Entries taken from a collection
----
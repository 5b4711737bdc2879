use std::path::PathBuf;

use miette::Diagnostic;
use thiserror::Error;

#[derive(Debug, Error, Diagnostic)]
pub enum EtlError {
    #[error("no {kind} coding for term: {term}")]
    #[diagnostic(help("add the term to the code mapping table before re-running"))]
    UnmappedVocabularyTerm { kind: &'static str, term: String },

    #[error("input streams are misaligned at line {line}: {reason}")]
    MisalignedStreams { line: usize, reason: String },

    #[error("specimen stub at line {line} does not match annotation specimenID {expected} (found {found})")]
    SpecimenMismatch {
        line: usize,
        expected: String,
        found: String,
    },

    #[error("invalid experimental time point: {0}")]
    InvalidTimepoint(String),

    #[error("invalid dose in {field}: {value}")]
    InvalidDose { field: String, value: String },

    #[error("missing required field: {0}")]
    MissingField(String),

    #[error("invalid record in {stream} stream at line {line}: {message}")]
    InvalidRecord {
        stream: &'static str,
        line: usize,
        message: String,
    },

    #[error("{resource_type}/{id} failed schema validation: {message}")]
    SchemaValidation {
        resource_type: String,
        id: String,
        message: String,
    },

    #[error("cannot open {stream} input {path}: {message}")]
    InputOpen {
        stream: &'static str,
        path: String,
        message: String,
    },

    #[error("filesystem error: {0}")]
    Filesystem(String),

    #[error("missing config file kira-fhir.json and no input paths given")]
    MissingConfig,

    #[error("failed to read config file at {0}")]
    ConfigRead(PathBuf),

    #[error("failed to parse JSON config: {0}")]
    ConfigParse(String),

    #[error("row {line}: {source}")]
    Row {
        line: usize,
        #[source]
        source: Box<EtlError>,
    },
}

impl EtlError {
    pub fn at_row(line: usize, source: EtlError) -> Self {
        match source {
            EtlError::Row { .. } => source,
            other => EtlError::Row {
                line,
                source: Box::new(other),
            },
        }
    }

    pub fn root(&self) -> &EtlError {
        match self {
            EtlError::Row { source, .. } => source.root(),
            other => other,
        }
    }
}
----
Set every record down again exactly as written.

repository 5b4711737bdc2879
use std::path::PathBuf;

use miette::Diagnostic;
use thiserror::Error;

#[derive(Debug, Error, Diagnostic)]
pub enum EtlError {
    #[error("no {kind} coding for term: {term}")]
    #[diagnostic(help("add the term to the code mapping table before re-running"))]
    UnmappedVocabularyTerm { kind: &'static str, term: String },

    #[error("input streams are misaligned at line {line}: {reason}")]
    MisalignedStreams { line: usize, reason: String },

    #[error("specimen stub at line {line} does not match annotation specimenID {expected} (found {found})")]
    SpecimenMismatch {
        line: usize,
        expected: String,
        found: String,
    },

    #[error("invalid experimental time point: {0}")]
    InvalidTimepoint(String),

    #[error("invalid dose in {field}: {value}")]
    InvalidDose { field: String, value: String },

    #[error("missing required field: {0}")]
    MissingField(String),

    #[error("invalid record in {stream} stream at line {line}: {message}")]
    InvalidRecord {
        stream: &'static str,
        line: usize,
        message: String,
    },

    #[error("{resource_type}/{id} failed schema validation: {message}")]
    SchemaValidation {
        resource_type: String,
        id: String,
        message: String,
    },

    #[error("cannot open {stream} input {path}: {message}")]
    InputOpen {
        stream: &'static str,
        path: String,
        message: String,
    },

    #[error("filesystem error: {0}")]
    Filesystem(String),

    #[error("missing config file kira-fhir.json and no input paths given")]
    MissingConfig,

    #[error("failed to read config file at {0}")]
    ConfigRead(PathBuf),

    #[error("failed to parse JSON config: {0}")]
    ConfigParse(String),

    #[error("row {line}: {source}")]
    Row {
        line: usize,
        #[source]
        source: Box<EtlError>,
    },
}

impl EtlError {
    pub fn at_row(line: usize, source: EtlError) -> Self {
        match source {
            EtlError::Row { .. } => source,
            other => EtlError::Row {
                line,
                source: Box::new(other),
            },
        }
    }

    pub fn root(&self) -> &EtlError {
        match self {
            EtlError::Row { source, .. } => source.root(),
            other => other,
        }
    }
}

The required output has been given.